The 1989 British Grand Prix (formally the XLII Shell British Grand Prix) was a Formula One motor race held at Silverstone on 16 July 1989. It was the eighth race of the 1989 Formula One World Championship.

The 64-lap race was won by Frenchman Alain Prost, driving a McLaren-Honda, after he started from second position. Prost's Brazilian teammate, Ayrton Senna, took pole position and led until he spun off on lap 12. Local driver Nigel Mansell finished second in a Ferrari, with Italian Alessandro Nannini third in a Benetton-Ford. This marked the last win for a Honda-powered car at Silverstone until Max Verstappen won the 70th Anniversary Grand Prix in 2020.

==Qualifying==
===Pre-qualifying report===
For the second Grand Prix in a row, the Onyx of Bertrand Gachot topped the time sheets in Friday morning's pre-qualifying session. It was Gachot's second pre-qualifying success. Two tenths of a second slower in second place was Nicola Larini in the Osella, pre-qualifying for the third time this season. The other two to go through to the main qualifying sessions were the Brabham pairing of Stefano Modena and Martin Brundle. This was the team's last pre-qualifying session of the season, as their five points in Monaco were enough to enable them to avoid having to pre-qualify for the rest of the season. Modena had pre-qualified at all eight events so far in 1989, and Brundle six, with both drivers qualifying for all of those races.
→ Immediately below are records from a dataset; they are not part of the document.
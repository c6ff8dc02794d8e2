use anyhow::{Context, Result};
use std::env;
use std::path::PathBuf;

#[derive(Clone, Debug)]
pub struct AppConfig {
    pub listen_addr: String,
    /// Schedule follow-up steps in the background after each trigger.
    pub auto_continue: bool,
    pub max_active_steps: usize,
    /// Core configuration file; falls back to `DEEPDIVE_CONFIG` and defaults.
    pub config_path: Option<PathBuf>,
    pub json_logs: bool,
}

impl AppConfig {
    const DEFAULT_LISTEN_ADDR: &'static str = "0.0.0.0:8080";

    pub fn from_env() -> Result<Self> {
        let listen_addr = env::var("DEEPDIVE_API_ADDR")
            .unwrap_or_else(|_| Self::DEFAULT_LISTEN_ADDR.to_string());

        let auto_continue = match env::var("DEEPDIVE_AUTO_CONTINUE") {
            Ok(value) => parse_bool(&value)
                .with_context(|| "DEEPDIVE_AUTO_CONTINUE must be true or false")?,
            Err(_) => true,
        };

        let max_active_steps = env::var("DEEPDIVE_MAX_ACTIVE_STEPS")
            .ok()
            .and_then(|value| value.parse::<usize>().ok())
            .filter(|value| *value > 0)
            .unwrap_or_else(|| {
                std::thread::available_parallelism()
                    .map(|nz| nz.get())
                    .unwrap_or(4)
            });

        let config_path = env::var("DEEPDIVE_API_CONFIG")
            .ok()
            .map(|value| value.trim().to_string())
            .filter(|value| !value.is_empty())
            .map(PathBuf::from);

        let json_logs = env::var("DEEPDIVE_LOG_JSON")
            .ok()
            .and_then(|value| parse_bool(&value))
            .unwrap_or(false);

        Ok(Self {
            listen_addr,
            auto_continue,
            max_active_steps,
            config_path,
            json_logs,
        })
    }
}

fn parse_bool(input: &str) -> Option<bool> {
    match input.trim().to_ascii_lowercase().as_str() {
        "1" | "true" | "yes" | "on" => Some(true),
        "0" | "false" | "no" | "off" => Some(false),
        _ => None,
    }
}

#[cfg(test)]
mod tests {
    use super::parse_bool;

    #[test]
    fn parse_bool_accepts_common_spellings() {
        assert_eq!(parse_bool(" Yes "), Some(true));
        assert_eq!(parse_bool("0"), Some(false));
        assert_eq!(parse_bool("maybe"), None);
    }
}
Brundle, who had failed to pre-qualify in both Canada and France, told in a pit lane interview during qualifying proper that he was glad to make it through as he had been "Driving like an old tart quite frankly".

Stefan Johansson narrowly missed out in fifth place in the second Onyx, his fourth failure this season. Alex Caffi was sixth in the Dallara, only his second failure, but Dallara were another team who would avoid pre-qualifying for the rest of the season, having scored eight points.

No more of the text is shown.